The roles played by these receptors excitatory synaptic transmission and plasticity is still unclear. In the barrels of the somatosensory cortex, kainate receptors can carry up to 30% of the charge, early in development (Kidd & Isaac, 1999). Interestingly,  the AMPA and kainate receptor-mediated currents that are found in this region are never found together in the same synapses. Thus there are synapses that contain functional AMPA receptors and synapses that contain functional kainate receptors, but never both together. This control of receptor distribution/function indicates that each receptor type interacts with the cellular machinery in a very selective fashion. This may mean that they interact with specific proteins to direct their movements.

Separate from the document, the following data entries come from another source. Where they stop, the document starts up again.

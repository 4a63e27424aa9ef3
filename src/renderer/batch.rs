//! CPU-side frame batch implementing [`Surface`]

use glam::Vec2;

use super::Surface;
use super::shapes;
use super::text::Glyph;
use super::vertex::Vertex;
use crate::{Rect, Rgb};

/// A text blit recorded for the backend's glyph atlas pass
#[derive(Debug, Clone, PartialEq)]
pub struct TextRun {
    pub text: String,
    pub rect: Rect,
    pub color: [f32; 4],
}

/// Accumulates one frame of triangles and text runs
#[derive(Debug, Clone)]
pub struct VertexBatch {
    size: Vec2,
    clear_color: [f32; 4],
    vertices: Vec<Vertex>,
    text_runs: Vec<TextRun>,
}

impl VertexBatch {
    pub fn new(size: Vec2) -> Self {
        Self {
            size,
            clear_color: [0.0, 0.0, 0.0, 1.0],
            vertices: Vec::with_capacity(4096),
            text_runs: Vec::new(),
        }
    }

    pub fn resize(&mut self, size: Vec2) {
        self.size = size;
    }

    pub fn clear_color(&self) -> [f32; 4] {
        self.clear_color
    }

    pub fn vertices(&self) -> &[Vertex] {
        &self.vertices
    }

    /// Vertex data ready for a buffer upload
    pub fn vertex_bytes(&self) -> &[u8] {
        bytemuck::cast_slice(&self.vertices)
    }

    pub fn text_runs(&self) -> &[TextRun] {
        &self.text_runs
    }
}

impl Surface for VertexBatch {
    fn size(&self) -> Vec2 {
        self.size
    }

    fn fill(&mut self, color: Rgb) {
        self.clear_color = color.to_rgba(255);
        self.vertices.clear();
        self.text_runs.clear();
    }

    fn circle(&mut self, center: Vec2, radius: f32, color: Rgb, alpha: u8) {
        if radius <= 0.0 || alpha == 0 {
            return;
        }
        self.vertices.extend(shapes::circle(
            center,
            radius,
            color.to_rgba(alpha),
            shapes::segments_for(radius),
        ));
    }

    fn line(&mut self, from: Vec2, to: Vec2, width: f32, color: Rgb, alpha: u8) {
        if alpha == 0 {
            return;
        }
        self.vertices
            .extend(shapes::line(from, to, width.max(1.0), color.to_rgba(alpha)));
    }

    fn glyph(&mut self, glyph: &Glyph, rect: Rect, alpha: u8) {
        self.text_runs.push(TextRun {
            text: glyph.text.clone(),
            rect,
            color: glyph.color.to_rgba(alpha),
        });
    }
}
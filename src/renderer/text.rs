//! Glyph measurement and caching

use std::collections::HashMap;

use glam::Vec2;

use crate::sim::GameMode;
use crate::{Rect, Rgb};

/// A rendered (or measured) piece of text
#[derive(Debug, Clone, PartialEq)]
pub struct Glyph {
    pub text: String,
    pub size: Vec2,
    pub color: Rgb,
}

impl Glyph {
    /// Bounding rectangle when the glyph is centered on `center`
    pub fn bounding_rect(&self, center: Vec2) -> Rect {
        Rect::from_center(center, self.size)
    }
}

/// Font collaborator: a cache lookup with a direct-render fallback
pub trait TextRenderer {
    fn cached(&self, mode: GameMode, value: &str, color: Rgb) -> Option<Glyph>;

    fn render(&mut self, mode: GameMode, value: &str, color: Rgb) -> Glyph;

    /// Cached glyph when available, otherwise render directly
    fn glyph(&mut self, mode: GameMode, value: &str, color: Rgb) -> Glyph {
        match self.cached(mode, value, color) {
            Some(glyph) => glyph,
            None => self.render(mode, value, color),
        }
    }
}

/// Fixed-advance measuring renderer.
///
/// Text is measured as `0.6 * font_size` per character; shape names in
/// shapes mode are drawn as a square of `font_size`.
#[derive(Debug, Clone)]
pub struct BlockGlyphs {
    font_size: f32,
    cache: HashMap<(GameMode, String, Rgb), Glyph>,
}

impl BlockGlyphs {
    pub fn new(font_size: f32) -> Self {
        Self {
            font_size,
            cache: HashMap::new(),
        }
    }

    pub fn font_size(&self) -> f32 {
        self.font_size
    }

    /// Warm the cache for every value/color pair of a mode
    pub fn preload(&mut self, mode: GameMode, values: &[String], colors: &[Rgb]) {
        for value in values {
            for &color in colors {
                self.render(mode, value, color);
            }
        }
        log::debug!("Preloaded {} glyphs for {}", self.cache.len(), mode.as_str());
    }

    pub fn cached_len(&self) -> usize {
        self.cache.len()
    }

    fn measure(&self, mode: GameMode, value: &str) -> Vec2 {
        if mode == GameMode::Shapes {
            return Vec2::splat(self.font_size);
        }
        let chars = value.chars().count().max(1) as f32;
        Vec2::new(chars * self.font_size * 0.6, self.font_size)
    }
}

impl TextRenderer for BlockGlyphs {
    fn cached(&self, mode: GameMode, value: &str, color: Rgb) -> Option<Glyph> {
        self.cache.get(&(mode, value.to_string(), color)).cloned()
    }

    fn render(&mut self, mode: GameMode, value: &str, color: Rgb) -> Glyph {
        let glyph = Glyph {
            text: value.to_string(),
            size: self.measure(mode, value),
            color,
        };
        self.cache
            .insert((mode, value.to_string(), color), glyph.clone());
        glyph
    }
}

#[cfg(test)]
mod tests {
    use super::*;

    #[test]
    fn test_glyph_falls_back_to_render_then_caches() {
        let mut glyphs = BlockGlyphs::new(100.0);
        let black = Rgb::new(0, 0, 0);
        assert!(glyphs.cached(GameMode::Alphabet, "A", black).is_none());

        let glyph = glyphs.glyph(GameMode::Alphabet, "A", black);
        assert_eq!(glyph.size, Vec2::new(60.0, 100.0));
        assert!(glyphs.cached(GameMode::Alphabet, "A", black).is_some());
    }

    #[test]
    fn test_shapes_are_square() {
        let mut glyphs = BlockGlyphs::new(80.0);
        let glyph = glyphs.glyph(GameMode::Shapes, "Rectangle", Rgb::new(0, 0, 0));
        assert_eq!(glyph.size, Vec2::splat(80.0));
        let rect = glyph.bounding_rect(Vec2::new(100.0, 100.0));
        assert!(rect.contains(Vec2::new(60.0, 60.0)));
    }

    #[test]
    fn test_preload_fills_cache() {
        let mut glyphs = BlockGlyphs::new(40.0);
        let colors = [Rgb::new(0, 0, 0), Rgb::new(150, 150, 150)];
        glyphs.preload(GameMode::Numbers, &GameMode::Numbers.sequence(), &colors);
        assert_eq!(glyphs.cached_len(), 20);
        assert!(glyphs.cached(GameMode::Numbers, "10", colors[1]).is_some());
    }
}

barrel respresentations in the somatosensory pathwayPost-synaptic kainate receptors in the barrel cortex undergo changes during development. Synapses in the barrel cortex form the last link in the neuronal pathway from the whiskers to the somatosensory cortex. Each barrel is a representation of a single whisker and together they form a 2-D map of the whisker pattern on the animal's snout. The first post-natal week is a critical period for barrel formation and it coincides with a change in the kainate/AMPA receptor ratio. Early after birth, spontaneous currents are predominantly kainate receptor-mediated. However, after 8 days, recorded currents are predominantly AMPA receptor-mediated.This change not only co-incides with the critical period for the development of barrels but is also mirrored following LTP induction. In this context, it is very interesting that in the hippocampus, the intracellular trafficking protein GRIP interacts with AMPA and kainate receptors in such a way as to promote movement in the opposite directions (Hirbec et al, 2003). This protein stabilises kainate receptors at the cell surface but promotes the internalisation of AMPA receptors. Blockade of GRIP function provides an attractive mechanism to achieve such a change in receptor populations.